Modern Jewish educational institution

A Jewish day school is a modern Jewish educational institution that is designed to provide children with both a Jewish and a secular education in one school on a full-time basis. The term "day school" is used to differentiate schools attended during the day from part-time weekend schools as well as secular or religious "boarding school" equivalents where the students live full-time as well as study. The substance of the Jewish component varies from school to school, community to community, and usually depends on the Jewish denominations of the schools' founders. While some schools may stress Judaism and Torah study others may focus more on Jewish history, Hebrew language, Yiddish language, Jewish culture, and Zionism. This is in addition to secular content that is the same as public school curricula.

==Types==
Not all Jewish day schools are the same. While they may all teach Jewish studies or various parts of Torah and Tanakh, these studies may be taught from various points of view depending on each school's educational policies, the board of directors in charge, and the nature and make-up of both the student body and the professional teaching staff.

The majority of Jewish day schools teach classes between Kindergarten and 8th grade. Some day schools may be entirely religious, and indeed most yeshivas (Orthodox schools that emphasize Talmudic studies) are day schools. However, the traditional yeshivas are different institutions when compared to Modern Orthodox Jewish day schools. While traditional Haredi and Hasidic yeshivas are only for boys, with girls attending Beis Yaakov schools, they do not encourage their students to plan for college education and professional careers. On the other hand, Modern Orthodox day schools are often coeducational and stress the secular component of the curriculum, as many parents wish to have their children educated at a high enough level to be admitted to college and university in order to train for a profession.

The Solomon Schechter Day Schools in the United States and Canada teach Judaism from the perspective of Conservative Judaism, and there are schools that similarly teach Judaism from a Reform or even nondenominational perspective. These latter are usually called pluralist day schools, and many belong to RAVSAK, a network of pluralist day schools.

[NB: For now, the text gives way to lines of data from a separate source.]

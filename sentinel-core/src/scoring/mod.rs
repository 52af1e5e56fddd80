//! Signal Scorer: indicator bundle + regime + timeframe thresholds → Signal or HOLD.
//!
//! The candidate direction follows the sign of the latest change (a drop is
//! a LONG candidate, a rally a SHORT candidate). The candidate then has to
//! clear every step of the hard-filter chain; the first failing step
//! short-circuits to HOLD with the trace of everything evaluated so far.

pub mod filters;

use serde::{Deserialize, Serialize};
use tracing::debug;

use crate::domain::{Direction, Signal, Timeframe};
use crate::error::{CoreError, Result};
use crate::regime::RegimeAssessment;
use crate::risk::{compute_risk, RiskConfig, RiskParameters, RiskRequest, MAX_CONFIDENCE};
use crate::snapshot::IndicatorBundle;

pub use filters::{FilterCheck, FilterStep};

/// Scorer source tag carried on emitted signals.
pub const SCORER_ID: &str = "signal_scorer";

/// Per-timeframe scoring thresholds.
#[derive(Debug, Clone, PartialEq, Serialize, Deserialize)]
#[serde(deny_unknown_fields)]
pub struct TimeframeConfig {
    pub min_change_pct: f64,
    pub rsi_oversold: f64,
    pub rsi_overbought: f64,
    pub min_volume_ratio: f64,
    pub max_volatility_pct: f64,
    pub atr_multiplier: f64,
    pub min_confidence: f64,
    pub trend_filter_strength: f64,
}

impl TimeframeConfig {
    pub fn validate(&self) -> Result<()> {
        let invalid = |msg: String| Err(CoreError::InvalidConfig(msg));
        if !(0.0 < self.rsi_oversold
            && self.rsi_oversold < self.rsi_overbought
            && self.rsi_overbought < 100.0)
        {
            return invalid(format!(
                "rsi thresholds must satisfy 0 < oversold ({}) < overbought ({}) < 100",
                self.rsi_oversold, self.rsi_overbought
            ));
        }
        if !(self.min_change_pct > 0.0) {
            return invalid("min_change_pct must be > 0".into());
        }
        if !(self.min_volume_ratio > 0.0) {
            return invalid("min_volume_ratio must be > 0".into());
        }
        if !(self.max_volatility_pct > 0.0) {
            return invalid("max_volatility_pct must be > 0".into());
        }
        if !(self.atr_multiplier > 0.0) {
            return invalid("atr_multiplier must be > 0".into());
        }
        if !(0.0..=MAX_CONFIDENCE).contains(&self.min_confidence) {
            return invalid(format!("min_confidence must lie in [0, {MAX_CONFIDENCE}]"));
        }
        if !(self.trend_filter_strength >= 0.0) {
            return invalid("trend_filter_strength must be >= 0".into());
        }
        Ok(())
    }
}

/// A signal that cleared the chain, with its risk parameters and trace.
#[derive(Debug, Clone, PartialEq, Serialize, Deserialize)]
pub struct ScoredSignal {
    pub signal: Signal,
    pub risk: RiskParameters,
    pub trace: Vec<FilterCheck>,
}

/// Why a candidate became a HOLD.
#[derive(Debug, Clone, PartialEq, Serialize, Deserialize)]
pub struct Rejection {
    pub direction: Direction,
    pub failed_step: FilterStep,
    pub reason: String,
    pub trace: Vec<FilterCheck>,
}

#[derive(Debug, Clone, PartialEq, Serialize, Deserialize)]
#[serde(tag = "decision", rename_all = "SCREAMING_SNAKE_CASE")]
pub enum ScoreDecision {
    Signal(ScoredSignal),
    Hold(Rejection),
}

impl ScoreDecision {
    pub fn signal(&self) -> Option<&Signal> {
        match self {
            ScoreDecision::Signal(s) => Some(&s.signal),
            ScoreDecision::Hold(_) => None,
        }
    }

    pub fn direction(&self) -> Direction {
        self.signal().map_or(Direction::Hold, |s| s.direction)
    }

    pub fn trace(&self) -> &[FilterCheck] {
        match self {
            ScoreDecision::Signal(s) => &s.trace,
            ScoreDecision::Hold(r) => &r.trace,
        }
    }
}

#[derive(Debug, Clone)]
pub struct SignalScorer {
    timeframe: Timeframe,
    config: TimeframeConfig,
    risk: RiskConfig,
}

impl SignalScorer {
    pub fn new(timeframe: Timeframe, config: TimeframeConfig, risk: RiskConfig) -> Result<Self> {
        config.validate()?;
        risk.validate()?;
        Ok(Self {
            timeframe,
            config,
            risk,
        })
    }

    pub fn timeframe(&self) -> Timeframe {
        self.timeframe
    }

    pub fn config(&self) -> &TimeframeConfig {
        &self.config
    }

    pub fn risk_config(&self) -> &RiskConfig {
        &self.risk
    }

    pub fn score(
        &self,
        symbol: &str,
        bundle: &IndicatorBundle,
        regime: &RegimeAssessment,
    ) -> ScoreDecision {
        self.score_with_exposure(symbol, bundle, regime, 0.0)
    }

    /// Score with `open_notional` already held in `symbol`, which shrinks or
    /// blocks the new position.
    pub fn score_with_exposure(
        &self,
        symbol: &str,
        bundle: &IndicatorBundle,
        regime: &RegimeAssessment,
        open_notional: f64,
    ) -> ScoreDecision {
        let direction = match bundle.change_pct {
            Some(change) if change > 0.0 => Direction::Short,
            _ => Direction::Long,
        };

        let mut trace = Vec::with_capacity(FilterStep::CHAIN.len() + 1);
        for step in FilterStep::CHAIN {
            let check = filters::evaluate(step, direction, bundle, regime, &self.config);
            let passed = check.passed;
            trace.push(check);
            if !passed {
                return self.reject(direction, trace);
            }
        }

        let confidence = self.confidence(direction, bundle);
        let request = RiskRequest {
            direction,
            entry_price: bundle.close,
            confidence,
            atr: bundle.atr,
            volatility_pct: bundle.volatility_pct,
            open_notional,
        };
        let risk = match compute_risk(
            &request,
            self.config.atr_multiplier,
            self.config.min_confidence,
            &self.risk,
        ) {
            Ok(risk) => risk,
            Err(err) => {
                trace.push(filters::risk_failure(err.to_string()));
                return self.reject(direction, trace);
            }
        };
        trace.push(filters::evaluate(FilterStep::Risk, direction, bundle, regime, &self.config));

        let mut reasoning: Vec<String> = trace
            .iter()
            .map(|c| format!("{}: {}", c.step, c.detail))
            .collect();
        reasoning.push(format!("confidence {confidence:.0}"));

        ScoreDecision::Signal(ScoredSignal {
            signal: Signal {
                symbol: symbol.to_string(),
                timeframe: self.timeframe,
                direction,
                confidence,
                entry_price: bundle.close,
                stop_loss: risk.stop_loss,
                take_profit: risk.take_profit,
                reasoning,
                source_analyst: SCORER_ID.to_string(),
                generated_at: bundle.timestamp,
            },
            risk,
            trace,
        })
    }

    /// min_confidence plus extremity bonuses, capped at 90.
    pub fn confidence(&self, direction: Direction, bundle: &IndicatorBundle) -> f64 {
        let c = &self.config;
        let mut confidence = c.min_confidence;
        let rsi = bundle.rsi.unwrap_or(50.0);
        let extreme_rsi = match direction {
            Direction::Short => rsi > c.rsi_overbought + 5.0,
            _ => rsi < c.rsi_oversold - 5.0,
        };
        if extreme_rsi {
            confidence += 10.0;
        }
        if bundle.volume_ratio.is_some_and(|v| v > c.min_volume_ratio + 0.3) {
            confidence += 5.0;
        }
        let extreme_range = match direction {
            Direction::Short => bundle.range_position > 0.8,
            _ => bundle.range_position < 0.2,
        };
        if extreme_range {
            confidence += 5.0;
        }
        confidence.min(MAX_CONFIDENCE)
    }

    fn reject(&self, direction: Direction, trace: Vec<FilterCheck>) -> ScoreDecision {
        let (failed_step, reason) = trace
            .last()
            .map(|c| (c.step, c.detail.clone()))
            .unwrap_or((FilterStep::Volatility, String::from("no filter evaluated")));
        debug!(
            timeframe = %self.timeframe,
            %direction,
            step = %failed_step,
            %reason,
            "candidate rejected"
        );
        ScoreDecision::Hold(Rejection {
            direction,
            failed_step,
            reason,
            trace,
        })
    }
}
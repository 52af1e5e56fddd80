//! The ordered hard-filter chain of the signal scorer.
//!
//! Each step records a `FilterCheck` with the values it looked at, so every
//! HOLD can be explained by name.

use std::collections::BTreeMap;
use std::fmt;

use serde::{Deserialize, Serialize};

use crate::domain::Direction;
use crate::regime::RegimeAssessment;
use crate::snapshot::IndicatorBundle;

use super::TimeframeConfig;

/// Range position below which a LONG candidate is pressed toward the low.
pub const LONG_RANGE_CEILING: f64 = 0.3;
/// Range position above which a SHORT candidate is pressed toward the high.
pub const SHORT_RANGE_FLOOR: f64 = 0.7;
/// Counter-trend strength tolerated, as a multiple of `trend_filter_strength`.
pub const TREND_REJECT_FACTOR: f64 = 1.5;

#[derive(Debug, Clone, Copy, PartialEq, Eq, Hash, Serialize, Deserialize)]
#[serde(rename_all = "snake_case")]
pub enum FilterStep {
    Volatility,
    PriceAction,
    Rsi,
    Trend,
    Volume,
    RegimeGate,
    Risk,
}

impl FilterStep {
    /// Hard filters in evaluation order.
    pub const CHAIN: [FilterStep; 6] = [
        FilterStep::Volatility,
        FilterStep::PriceAction,
        FilterStep::Rsi,
        FilterStep::Trend,
        FilterStep::Volume,
        FilterStep::RegimeGate,
    ];

    pub fn as_str(&self) -> &'static str {
        match self {
            FilterStep::Volatility => "volatility",
            FilterStep::PriceAction => "price_action",
            FilterStep::Rsi => "rsi",
            FilterStep::Trend => "trend",
            FilterStep::Volume => "volume",
            FilterStep::RegimeGate => "regime_gate",
            FilterStep::Risk => "risk",
        }
    }
}

impl fmt::Display for FilterStep {
    fn fmt(&self, f: &mut fmt::Formatter<'_>) -> fmt::Result {
        f.write_str(self.as_str())
    }
}

/// Outcome of one filter step.
#[derive(Debug, Clone, PartialEq, Serialize, Deserialize)]
pub struct FilterCheck {
    pub step: FilterStep,
    pub passed: bool,
    pub detail: String,
    pub state: BTreeMap<String, f64>,
}

impl FilterCheck {
    fn new(step: FilterStep, passed: bool, detail: String) -> Self {
        Self {
            step,
            passed,
            detail,
            state: BTreeMap::new(),
        }
    }

    fn unavailable(step: FilterStep, field: &str) -> Self {
        Self::new(step, false, format!("{field} unavailable"))
    }

    fn with(mut self, key: &str, value: f64) -> Self {
        self.state.insert(key.to_string(), value);
        self
    }
}

/// Evaluate one step for a candidate direction.
pub fn evaluate(
    step: FilterStep,
    direction: Direction,
    bundle: &IndicatorBundle,
    regime: &RegimeAssessment,
    config: &TimeframeConfig,
) -> FilterCheck {
    let long = direction == Direction::Long;
    match step {
        FilterStep::Volatility => {
            let v = bundle.volatility_pct;
            let passed = v <= config.max_volatility_pct;
            FilterCheck::new(
                step,
                passed,
                format!("volatility {v:.2}% vs max {:.2}%", config.max_volatility_pct),
            )
            .with("volatility_pct", v)
        }
        FilterStep::PriceAction => {
            let Some(change) = bundle.change_pct else {
                return FilterCheck::unavailable(step, "change_pct");
            };
            let pos = bundle.range_position;
            let passed = if long {
                change <= -config.min_change_pct && pos < LONG_RANGE_CEILING
            } else {
                change >= config.min_change_pct && pos > SHORT_RANGE_FLOOR
            };
            FilterCheck::new(
                step,
                passed,
                format!(
                    "change {change:+.2}% (min {:.2}%), range position {pos:.2}",
                    config.min_change_pct
                ),
            )
            .with("change_pct", change)
            .with("range_position", pos)
        }
        FilterStep::Rsi => {
            let Some(rsi) = bundle.rsi else {
                return FilterCheck::unavailable(step, "rsi");
            };
            let (passed, bound) = if long {
                (rsi < config.rsi_oversold, config.rsi_oversold)
            } else {
                (rsi > config.rsi_overbought, config.rsi_overbought)
            };
            FilterCheck::new(step, passed, format!("rsi {rsi:.1} vs {bound:.1}")).with("rsi", rsi)
        }
        FilterStep::Trend => {
            let (Some(strength), Some(uptrend)) =
                (bundle.trend_strength_pct(), bundle.is_uptrend())
            else {
                return FilterCheck::unavailable(step, "trend");
            };
            let counter_trend = if long { !uptrend } else { uptrend };
            let limit = TREND_REJECT_FACTOR * config.trend_filter_strength;
            let passed = !(counter_trend && strength > limit);
            let detail = if counter_trend {
                format!("counter-trend, strength {strength:.2}% vs limit {limit:.2}%")
            } else {
                format!("with trend, strength {strength:.2}%")
            };
            FilterCheck::new(step, passed, detail).with("trend_strength_pct", strength)
        }
        FilterStep::Volume => {
            let Some(ratio) = bundle.volume_ratio else {
                return FilterCheck::unavailable(step, "volume_ratio");
            };
            let passed = ratio > config.min_volume_ratio;
            FilterCheck::new(
                step,
                passed,
                format!("volume ratio {ratio:.2} vs min {:.2}", config.min_volume_ratio),
            )
            .with("volume_ratio", ratio)
        }
        FilterStep::RegimeGate => FilterCheck::new(
            step,
            regime.can_trade,
            format!("regime {}: {}", regime.label, regime.reason),
        ),
        FilterStep::Risk => FilterCheck::new(step, true, String::from("risk levels computed")),
    }
}

/// Failed risk step, used when stop/target placement is indeterminate.
pub fn risk_failure(reason: String) -> FilterCheck {
    FilterCheck::new(FilterStep::Risk, false, reason)
}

Jewish day schools may be entirely secular. One of the largest day schools in the world is the King David School system in Johannesburg, South Africa, that educated thousands of Jewish students, stressing the teaching of Hebrew language and Zionism, since the majority of students and the teachers are not fully religiously observant.

In many Jewish day schools, students are taught to read, speak, and understand the Hebrew language. Usually beginning in grade school, students have intensive Hebrew studies. This is challenging for many students, since Hebrew uses different letters and a different script than English, French, and other languages that use the Latin alphabet.

==History==
The first Jewish day school in North America was established in 1731 at the Congregation Shearith Israel. German Jewish immigrants who arrived in the 19th century established day schools in their own communities, but this movement to establish Jewish day schools had lost momentum by the 1870s. This was caused by the perception among American Jews that not sending your children to public schools was "un-American". Most American Jewish day schools founded in the late 19th and early 20th century were Orthodox and Ultra Orthodox institutions founded by recent immigrants, modelled after Eastern European cheders, which emphasized religious learning over general studies. During the interwar period of the 1920s and 1930s, a movement began in the United States to create modernized Jewish day schools which were more secular and emphasized general studies alongside Jewish learning, as well as Liberal Jewish schools. Between 1917 and 1939, over 23 Jewish day schools were founded in the New York Metropolitan area.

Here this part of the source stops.